As a parent, you have an awful lot on your shoulders after experiencing a flood. You’re working hard to support your child through the trauma and ensure your family’s basic needs are met, as well as coping with your own feelings of loss and grief. Not to mention the mental challenge of navigating bureaucratic systems and the physically demanding work of cleaning up (and perhaps even starting over).
It can be hard to find hope when you’re moving into a future you didn’t ask for. But the most important thing we can stress here is the need for you to be kind to yourself. Remember, looking after yourself is looking after your child’s mental health and wellbeing. Self-care is not an indulgence, it’s a priority. As the saying goes, you can’t pour from an empty cup. Looking after your physical and mental wellbeing following a flood is an essential part of supporting your child’s recovery.
Research shows that couples who’ve experienced natural disasters have a greater likelihood of experiencing family illness, divorce, family violence and substance use issues.1 Your long-term wellbeing is crucial to the family unit, so it’s important to make your physical and mental health a priority.
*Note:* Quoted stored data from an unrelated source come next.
//! Desktop simulator for loam modules.
//!
//! Runs a small application against the host clock so the module system and
//! task service can be exercised without hardware:
//!
//! | Module       | Behaviour                                        |
//! |--------------|--------------------------------------------------|
//! | `sensor`     | Synthetic temperature sampled every 500 ms       |
//! | `publisher`  | Depends on `sensor`, logs the reading every 2 s  |
//! | `status`     | Blinking LED on a fake pin                       |
//! | `interrupts` | Routes the simulated button to a blink burst     |
//!
//! A background thread stands in for the button interrupt and raises a wake
//! event every few seconds. Run with `RUST_LOG=info` (or `debug`).

use std::cell::{Cell, RefCell};
use std::convert::Infallible;
use std::rc::Rc;
use std::time::{Duration, Instant};

use embedded_hal::digital::{ErrorType, OutputPin};
use log::{error, info};

use loam_core::blink_led::BlinkLed;
use loam_core::interrupts::{InterruptRouter, PinId, WakeQueue};
use loam_core::tasks::PeriodicTaskScheduler;
use loam_core::{App, AppConfig, Clock, LogKind, Millis, Module, SystemError, Tasks, task};

/// How long the simulation runs before exiting.
const SIM_DURATION: Duration = Duration::from_secs(10);

/// Pause between loop passes.
const LOOP_INTERVAL: Duration = Duration::from_millis(1);

const SAMPLE_PERIOD_MS: Millis = 500;
const PUBLISH_PERIOD_MS: Millis = 2_000;

/// Interval between simulated button presses.
const BUTTON_PERIOD: Duration = Duration::from_millis(3_700);
const BUTTON_PIN: PinId = 0;

static WAKES: WakeQueue<4> = WakeQueue::new();

// ---------------------------------------------------------------------------
// Host stand-ins for hardware
// ---------------------------------------------------------------------------

/// Milliseconds since the simulator started, wrapping like the hardware timer.
struct StdClock {
    start: Instant,
}

impl Clock for StdClock {
    fn now_ms(&self) -> Millis {
        self.start.elapsed().as_millis() as Millis
    }
}

/// Output pin that logs its level.
struct SimPin {
    label: &'static str,
}

impl ErrorType for SimPin {
    type Error = Infallible;
}

impl OutputPin for SimPin {
    fn set_low(&mut self) -> Result<(), Self::Error> {
        info!("{}: low", self.label);
        Ok(())
    }

    fn set_high(&mut self) -> Result<(), Self::Error> {
        info!("{}: high", self.label);
        Ok(())
    }
}

// ---------------------------------------------------------------------------
// Demo modules
// ---------------------------------------------------------------------------

/// Synthetic temperature sensor.
#[derive(Default)]
struct Sensor {
    reading: Cell<f32>,
    samples: Cell<u32>,
}

impl Sensor {
    const NAME: &'static str = "sensor";

    fn sample(&self) {
        let n = self.samples.get() + 1;
        let t = n as f32 * SAMPLE_PERIOD_MS as f32 / 1000.0;
        self.reading.set(23.0 + 3.0 * (t / 12.0).sin());
        self.samples.set(n);
    }
}

/// Bind `periodic` to the task service during link and start it on start.
fn periodic_module(name: &'static str, periodic: &Rc<PeriodicTaskScheduler>) -> Module {
    let (linker, starter) = (periodic.clone(), periodic.clone());
    Module::new(name)
        .depends_on(Tasks::NAME)
        .on_link(move |modules| match Tasks::get(modules) {
            Some(tasks) => {
                linker.set_tasks(&tasks);
                true
            }
            None => false,
        })
        .on_start(move || {
            let _ = starter.start();
        })
}

struct Demo {
    sensor: Rc<Sensor>,
    _sampler: Rc<PeriodicTaskScheduler>,
    _publisher: Rc<PeriodicTaskScheduler>,
    _led: Rc<BlinkLed<SimPin>>,
    _router: Rc<InterruptRouter>,
}

fn build(app: &mut App) -> Result<Demo, SystemError> {
    // Registered out of dependency order on purpose.
    let latest: Rc<RefCell<Option<Rc<Sensor>>>> = Rc::default();
    let source = latest.clone();
    let publisher = Rc::new(PeriodicTaskScheduler::unbound(
        PUBLISH_PERIOD_MS,
        PUBLISH_PERIOD_MS,
        task(move || {
            if let Some(sensor) = source.borrow().as_ref() {
                info!(
                    "publish: {:.2} C after {} samples",
                    sensor.reading.get(),
                    sensor.samples.get()
                );
            }
        }),
    ));
    app.register(
        periodic_module("publisher", &publisher)
            .depends_on(Sensor::NAME)
            .on_link(move |modules| {
                *latest.borrow_mut() = modules.get::<Sensor>(Sensor::NAME);
                latest.borrow().is_some()
            }),
    )?;

    let sensor = Rc::new(Sensor::default());
    let sampled = sensor.clone();
    let sampler = Rc::new(PeriodicTaskScheduler::unbound(
        0,
        SAMPLE_PERIOD_MS,
        task(move || sampled.sample()),
    ));
    app.register(periodic_module(Sensor::NAME, &sampler).with_handle(sensor.clone()))?;

    let led = Rc::new(BlinkLed::new("status", SimPin { label: "status led" }, 150).with_off_msec(100));
    app.register(led.module())?;

    let router = InterruptRouter::new(&WAKES, app.logger().clone());
    let blinker = led.clone();
    let _ = router.route(
        BUTTON_PIN,
        task(move || {
            info!("button pressed");
            blinker.blink(3);
        }),
    );
    app.register(router.module())?;

    Ok(Demo {
        sensor,
        _sampler: sampler,
        _publisher: publisher,
        _led: led,
        _router: router,
    })
}

fn run() -> Result<(), SystemError> {
    let clock = Rc::new(StdClock {
        start: Instant::now(),
    });
    let config = AppConfig::default().with_log_kind(LogKind::Facade);
    let mut app = App::new(config, clock)?;
    let demo = build(&mut app)?;
    app.setup()?;

    std::thread::spawn(|| {
        loop {
            std::thread::sleep(BUTTON_PERIOD);
            if !WAKES.raise(BUTTON_PIN) {
                info!("button wake already pending");
            }
        }
    });

    let started = Instant::now();
    let mut passes: u64 = 0;
    while started.elapsed() < SIM_DURATION {
        app.loop_once()?;
        passes += 1;
        std::thread::sleep(LOOP_INTERVAL);
    }

    info!(
        "Simulator exiting after {} passes and {} samples",
        passes,
        demo.sensor.samples.get()
    );
    Ok(())
}

fn main() {
    env_logger::init();
    info!("Starting loam simulator");

    if let Err(e) = run() {
        error!("Simulator stopped: {}", e);
        std::process::exit(1);
    }
}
One thing that can make a big difference is having someone to talk to. If you’re feeling overwhelmed or finding it difficult to manage your everyday tasks, seek advice from your GP or a trusted health professional. They can work with you to figure out what you’re feeling and make a plan to put some extra supports in place. For example, your GP can set you up with a Mental Health Treatment Plan, which gives you subsidised face-to-face or online sessions with a mental health specialist – for example, a psychologist or counsellor. If you find it hard to ask for help when you need it, Beyond Blue has some tips around how to ask for support.
Even as things return to ‘normal’ (or you begin to establish a ‘new normal’), you might continue to feel hopeless, overwhelmed, sad, angry or stressed. You may worry that something is wrong with you, but it’s normal to experience these kinds of overwhelming emotions, along with feelings of grief and loss, following an extreme event like a flood. Keep in mind that you’re going through a period of adjustment and do your best to take things one day at a time. Remind yourself that these feelings are a normal response to the intense, unusual and unique circumstances you’ve been (and are still going) through.
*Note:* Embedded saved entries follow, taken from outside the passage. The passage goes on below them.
//! Scheduling handles that keep at most one pending entry per identity.

use alloc::rc::{Rc, Weak};
use core::cell::{Cell, RefCell};

use log::warn;

use super::{Task, TaskId, Tasks, task};
use crate::time::{Millis, is_before};

/// A stable task id bound to a [`Tasks`] service.
///
/// Every `run_at`/`run_in` through the same handle replaces whatever the
/// handle still has queued.
#[derive(Default)]
pub struct TaskIdScheduler {
    tasks: Option<Rc<Tasks>>,
    id: TaskId,
}

impl TaskIdScheduler {
    pub fn new(tasks: &Rc<Tasks>) -> Self {
        let mut scheduler = Self::unbound();
        scheduler.set_tasks(tasks);
        scheduler
    }

    /// A handle that schedules nothing until [`set_tasks`](Self::set_tasks).
    pub const fn unbound() -> Self {
        Self {
            tasks: None,
            id: TaskId::ANONYMOUS,
        }
    }

    /// Bind to `tasks` and take an id from it. The first binding wins.
    pub fn set_tasks(&mut self, tasks: &Rc<Tasks>) {
        if self.tasks.is_some() {
            return;
        }
        self.id = tasks.next_id();
        self.tasks = Some(tasks.clone());
    }

    pub fn id(&self) -> TaskId {
        self.id
    }

    pub fn tasks(&self) -> Option<&Rc<Tasks>> {
        self.tasks.as_ref()
    }

    pub fn run_at(&self, deadline: Millis, task: Task) -> bool {
        match &self.tasks {
            Some(tasks) => tasks.replace_at(deadline, task, self.id),
            None => {
                warn!("Task scheduler used before it was bound to a task service");
                false
            }
        }
    }

    pub fn run_in(&self, delay: Millis, task: Task) -> bool {
        match &self.tasks {
            Some(tasks) => tasks.replace_in(delay, task, self.id),
            None => {
                warn!("Task scheduler used before it was bound to a task service");
                false
            }
        }
    }

    pub fn cancel(&self) -> bool {
        self.tasks
            .as_ref()
            .is_some_and(|tasks| tasks.cancel(self.id))
    }

    pub fn is_pending(&self) -> bool {
        self.tasks
            .as_ref()
            .is_some_and(|tasks| tasks.is_queued(self.id))
    }
}

/// One fixed callback behind a [`TaskIdScheduler`].
pub struct TaskScheduler {
    scheduler: TaskIdScheduler,
    task: Task,
}

impl TaskScheduler {
    pub fn new(tasks: &Rc<Tasks>, task: Task) -> Self {
        Self {
            scheduler: TaskIdScheduler::new(tasks),
            task,
        }
    }

    pub fn unbound(task: Task) -> Self {
        Self {
            scheduler: TaskIdScheduler::unbound(),
            task,
        }
    }

    pub fn set_tasks(&mut self, tasks: &Rc<Tasks>) {
        self.scheduler.set_tasks(tasks);
    }

    pub fn run_at(&self, deadline: Millis) -> bool {
        self.scheduler.run_at(deadline, self.task.clone())
    }

    pub fn run_in(&self, delay: Millis) -> bool {
        self.scheduler.run_in(delay, self.task.clone())
    }

    pub fn cancel(&self) -> bool {
        self.scheduler.cancel()
    }

    pub fn is_pending(&self) -> bool {
        self.scheduler.is_pending()
    }

    pub fn id(&self) -> TaskId {
        self.scheduler.id()
    }
}

/// Runs a callback after an initial delay and then every `period`
/// milliseconds.
///
/// Missed periods are skipped: after a stall the next deadline is the first
/// multiple of `period` past the previous deadline that is still ahead of
/// now. A `period` of zero runs the callback once. Dropping the scheduler
/// cancels anything it has queued.
pub struct PeriodicTaskScheduler {
    inner: Rc<Periodic>,
}

struct Periodic {
    scheduler: RefCell<TaskIdScheduler>,
    task: Task,
    initial: Millis,
    period: Millis,
    prev: Cell<Millis>,
    active: Cell<bool>,
}

impl PeriodicTaskScheduler {
    pub fn new(tasks: &Rc<Tasks>, initial: Millis, period: Millis, task: Task) -> Self {
        let periodic = Self::unbound(initial, period, task);
        periodic.set_tasks(tasks);
        periodic
    }

    pub fn unbound(initial: Millis, period: Millis, task: Task) -> Self {
        Self {
            inner: Rc::new(Periodic {
                scheduler: RefCell::new(TaskIdScheduler::unbound()),
                task,
                initial,
                period,
                prev: Cell::new(0),
                active: Cell::new(false),
            }),
        }
    }

    pub fn set_tasks(&self, tasks: &Rc<Tasks>) {
        self.inner.scheduler.borrow_mut().set_tasks(tasks);
    }

    /// Queue the first run `initial` milliseconds from now.
    pub fn start(&self) -> bool {
        self.run_in(self.inner.initial)
    }

    /// Move the next run to `deadline`. Later runs keep the period from
    /// there.
    pub fn run_at(&self, deadline: Millis) -> bool {
        if self.inner.now().is_none() {
            warn!("Periodic task started before it was bound to a task service");
            return false;
        }
        self.inner.active.set(true);
        Periodic::schedule(&self.inner, deadline)
    }

    /// Move the next run to `delay` milliseconds from now.
    pub fn run_in(&self, delay: Millis) -> bool {
        let Some(now) = self.inner.now() else {
            warn!("Periodic task started before it was bound to a task service");
            return false;
        };
        self.run_at(now.wrapping_add(delay))
    }

    pub fn stop(&self) -> bool {
        self.inner.active.set(false);
        self.inner.scheduler.borrow().cancel()
    }

    pub fn is_active(&self) -> bool {
        self.inner.active.get()
    }

    pub fn is_pending(&self) -> bool {
        self.inner.scheduler.borrow().is_pending()
    }

    pub fn period(&self) -> Millis {
        self.inner.period
    }

    pub fn id(&self) -> TaskId {
        self.inner.scheduler.borrow().id()
    }
}

impl Drop for PeriodicTaskScheduler {
    fn drop(&mut self) {
        let _ = self.stop();
    }
}

impl Periodic {
    fn now(&self) -> Option<Millis> {
        self.scheduler.borrow().tasks().map(|tasks| tasks.now())
    }

    fn schedule(this: &Rc<Self>, deadline: Millis) -> bool {
        let weak: Weak<Self> = Rc::downgrade(this);
        this.prev.set(deadline);
        this.scheduler.borrow().run_at(
            deadline,
            task(move || {
                if let Some(periodic) = weak.upgrade() {
                    Periodic::cycle(&periodic);
                }
            }),
        )
    }

    fn cycle(this: &Rc<Self>) {
        (this.task)();
        if this.period == 0 || !this.active.get() {
            return;
        }
        let Some(now) = this.now() else {
            return;
        };
        let mut next = this.prev.get().wrapping_add(this.period);
        while is_before(next, now) {
            next = next.wrapping_add(this.period);
        }
        if !Periodic::schedule(this, next) {
            this.active.set(false);
            let scheduler = this.scheduler.borrow();
            if let Some(tasks) = scheduler.tasks() {
                tasks.logger().logf(format_args!(
                    "Failed to reschedule periodic task (full!) id={}",
                    scheduler.id()
                ));
            }
        }
    }
}

#[cfg(test)]
mod tests {
    use super::*;

    use crate::logger::{MemoryLogger, NullLogger};
    use crate::time::ManualClock;

    fn service() -> (Rc<Tasks>, Rc<ManualClock>) {
        let clock = Rc::new(ManualClock::new(0));
        let tasks = Tasks::new(8, clock.clone(), Rc::new(NullLogger));
        (tasks, clock)
    }

    fn counter() -> (Rc<Cell<u32>>, Task) {
        let count = Rc::new(Cell::new(0));
        let hits = count.clone();
        (count, task(move || hits.set(hits.get() + 1)))
    }

    #[test]
    fn test_id_scheduler_keeps_one_pending() {
        let (tasks, _) = service();
        let scheduler = TaskIdScheduler::new(&tasks);
        assert!(!scheduler.id().is_anonymous());
        for delay in [30, 10, 20] {
            assert!(scheduler.run_in(delay, task(|| {})));
        }
        assert_eq!(tasks.len(), 1);
        assert_eq!(tasks.next_deadline(), Some(20));
        assert!(scheduler.cancel());
        assert!(!scheduler.is_pending());
    }

    #[test]
    fn test_unbound_scheduler_refuses_then_binds_once() {
        let (tasks, _) = service();
        let (other, _) = service();
        let mut scheduler = TaskScheduler::unbound(task(|| {}));
        assert!(!scheduler.run_in(5));

        scheduler.set_tasks(&tasks);
        let id = scheduler.id();
        scheduler.set_tasks(&other);
        assert_eq!(scheduler.id(), id);

        assert!(scheduler.run_in(5));
        assert_eq!(tasks.len(), 1);
        assert!(other.is_empty());
    }

    #[test]
    fn test_task_scheduler_reruns_same_callback() {
        let (tasks, clock) = service();
        let (count, callback) = counter();
        let scheduler = TaskScheduler::new(&tasks, callback);
        assert!(scheduler.run_in(5));
        assert!(scheduler.run_in(5));
        clock.set(5);
        assert_eq!(tasks.run_due(), 1);
        assert_eq!(count.get(), 1);
        assert!(!scheduler.is_pending());
    }

    #[test]
    fn test_periodic_skips_missed_periods() {
        let (tasks, clock) = service();
        let (count, callback) = counter();
        let periodic = PeriodicTaskScheduler::new(&tasks, 1, 1_000, callback);
        assert!(periodic.start());
        assert_eq!(tasks.next_deadline(), Some(1));

        clock.set(1);
        assert_eq!(tasks.run_due(), 1);
        assert_eq!(tasks.next_deadline(), Some(1_001));

        // Stall well past two periods.
        clock.set(2_501);
        assert_eq!(tasks.run_due(), 1);
        assert_eq!(count.get(), 2);
        assert_eq!(tasks.next_deadline(), Some(3_001));
        assert_eq!(tasks.len(), 1);
    }

    #[test]
    fn test_periodic_cadence_across_wrap() {
        let clock = Rc::new(ManualClock::new(Millis::MAX - 150));
        let tasks = Tasks::new(4, clock.clone(), Rc::new(NullLogger));
        let (_, callback) = counter();
        let periodic = PeriodicTaskScheduler::new(&tasks, 0, 100, callback);
        assert!(periodic.start());

        clock.advance(120);
        assert_eq!(tasks.run_due(), 1);
        // MAX - 150 + 200 wraps.
        assert_eq!(tasks.next_deadline(), Some(49));
    }

    #[test]
    fn test_zero_period_runs_once() {
        let (tasks, clock) = service();
        let (count, callback) = counter();
        let periodic = PeriodicTaskScheduler::new(&tasks, 10, 0, callback);
        assert!(periodic.start());
        clock.set(50);
        assert_eq!(tasks.run_due(), 1);
        assert_eq!(count.get(), 1);
        assert!(tasks.is_empty());
    }

    #[test]
    fn test_drop_cancels_pending_run() {
        let (tasks, clock) = service();
        let (count, callback) = counter();
        {
            let periodic = PeriodicTaskScheduler::new(&tasks, 10, 10, callback);
            assert!(periodic.start());
            assert!(periodic.is_pending());
        }
        assert!(tasks.is_empty());
        clock.set(100);
        assert_eq!(tasks.run_due(), 0);
        assert_eq!(count.get(), 0);
    }

    #[test]
    fn test_periodic_run_at_moves_next_run() {
        let (tasks, clock) = service();
        let (count, callback) = counter();
        let periodic = PeriodicTaskScheduler::new(&tasks, 10, 100, callback);
        assert!(periodic.start());
        assert_eq!(tasks.next_deadline(), Some(10));

        assert!(periodic.run_at(250));
        assert_eq!(tasks.len(), 1);
        assert_eq!(tasks.next_deadline(), Some(250));

        clock.set(250);
        assert_eq!(tasks.run_due(), 1);
        assert_eq!(count.get(), 1);
        assert_eq!(tasks.next_deadline(), Some(350));

        assert!(periodic.run_in(5));
        assert_eq!(tasks.next_deadline(), Some(255));
        assert_eq!(tasks.len(), 1);
    }

    #[test]
    fn test_periodic_run_at_requires_binding() {
        let (_, callback) = counter();
        let periodic = PeriodicTaskScheduler::unbound(0, 10, callback);
        assert!(!periodic.run_at(5));
        assert!(!periodic.run_in(5));
        assert!(!periodic.is_active());
    }

    #[test]
    fn test_periodic_reports_lost_reschedule() {
        let clock = Rc::new(ManualClock::new(0));
        let logger = Rc::new(MemoryLogger::new());
        let tasks = Tasks::new(2, clock.clone(), logger.clone());
        let (count, callback) = counter();
        let periodic = PeriodicTaskScheduler::new(&tasks, 10, 100, callback);

        // Runs just before the periodic callback and takes the free slot
        // with an entry due sooner than the next period.
        let filler = tasks.clone();
        tasks
            .run_at(
                10,
                task(move || {
                    let _ = filler.run_at(50, task(|| {}), TaskId::ANONYMOUS);
                }),
                TaskId::ANONYMOUS,
            )
            .unwrap();
        assert!(periodic.start());
        assert_eq!(tasks.len(), 2);

        clock.set(10);
        assert_eq!(tasks.run_due(), 2);

        assert_eq!(count.get(), 1);
        assert!(!periodic.is_active());
        assert!(!periodic.is_pending());
        assert_eq!(
            logger.lines(),
            [alloc::format!(
                "Failed to reschedule periodic task (full!) id={}",
                periodic.id()
            )]
        );
    }
}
It’s important to connect with friends and other family members during this time, or with online communities who have been through the same or a similar event – for example, Facebook groups. They might be experiencing similar feelings, even if they don’t show it.
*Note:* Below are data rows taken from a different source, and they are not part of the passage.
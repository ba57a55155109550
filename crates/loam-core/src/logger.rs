//! Diagnostic text sinks.
//!
//! The module system and task service report setup failures and dropped
//! callbacks through a [`Logger`]. Applications choose where those lines end
//! up: nowhere, the `log` facade, or an in-memory buffer.

use alloc::string::{String, ToString};
use alloc::vec::Vec;
use core::cell::RefCell;
use core::fmt::{self, Write};

use crate::ring::RingQueue;

/// Longest line [`Logger::logf`] will emit. Longer output is truncated.
pub const LINE_CAPACITY: usize = 512;

/// Lines a [`MemoryLogger::new`] keeps before dropping the oldest.
pub const MEMORY_LINES: usize = 32;

/// A sink that accepts one formatted line at a time.
pub trait Logger {
    fn log(&self, line: &str);

    /// Format into a fixed line buffer and forward it to [`Logger::log`].
    fn logf(&self, args: fmt::Arguments<'_>) {
        let mut line = LineBuffer::default();
        // Overflow only truncates the line.
        let _ = line.write_fmt(args);
        self.log(line.0.as_str());
    }
}

#[derive(Default)]
struct LineBuffer(heapless::String<LINE_CAPACITY>);

impl Write for LineBuffer {
    fn write_str(&mut self, s: &str) -> fmt::Result {
        for c in s.chars() {
            self.0.push(c).map_err(|_| fmt::Error)?;
        }
        Ok(())
    }
}

/// Discards every line.
#[derive(Debug, Default, Clone, Copy)]
pub struct NullLogger;

impl Logger for NullLogger {
    fn log(&self, _line: &str) {}
}

/// Forwards lines to the `log` crate at info level.
#[derive(Debug, Default, Clone, Copy)]
pub struct LogFacade;

impl Logger for LogFacade {
    fn log(&self, line: &str) {
        log::info!("{}", line);
    }
}

/// Keeps the most recent lines in memory, dropping the oldest once full.
#[derive(Debug)]
pub struct MemoryLogger {
    lines: RefCell<RingQueue<String>>,
}

impl MemoryLogger {
    pub fn new() -> Self {
        Self::with_capacity(MEMORY_LINES)
    }

    pub fn with_capacity(lines: usize) -> Self {
        Self {
            lines: RefCell::new(RingQueue::with_capacity(lines)),
        }
    }

    /// A copy of the retained lines, oldest first.
    pub fn lines(&self) -> Vec<String> {
        self.lines.borrow().iter().cloned().collect()
    }

    pub fn len(&self) -> usize {
        self.lines.borrow().len()
    }

    pub fn is_empty(&self) -> bool {
        self.lines.borrow().is_empty()
    }

    pub fn capacity(&self) -> usize {
        self.lines.borrow().capacity()
    }

    /// Number of retained lines exactly equal to `line`.
    pub fn count(&self, line: &str) -> usize {
        self.lines.borrow().iter().filter(|l| *l == line).count()
    }

    pub fn clear(&self) {
        self.lines.borrow_mut().clear();
    }
}

impl Default for MemoryLogger {
    fn default() -> Self {
        Self::new()
    }
}

impl Logger for MemoryLogger {
    fn log(&self, line: &str) {
        let _ = self.lines.borrow_mut().push_back(line.to_string());
    }
}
Your child will need reassurance that they are safe, even if your family did not experience a direct loss during the event. You can provide this through conversations that are calm and supportive, hugs, a consistent household routine, and by encouraging them to play and do calming activities that align with their interests – for example, colouring-in, reading or crafts. If you and your family experienced a direct loss during the event, it might take longer for feelings to resolve, and you may need additional support to cope.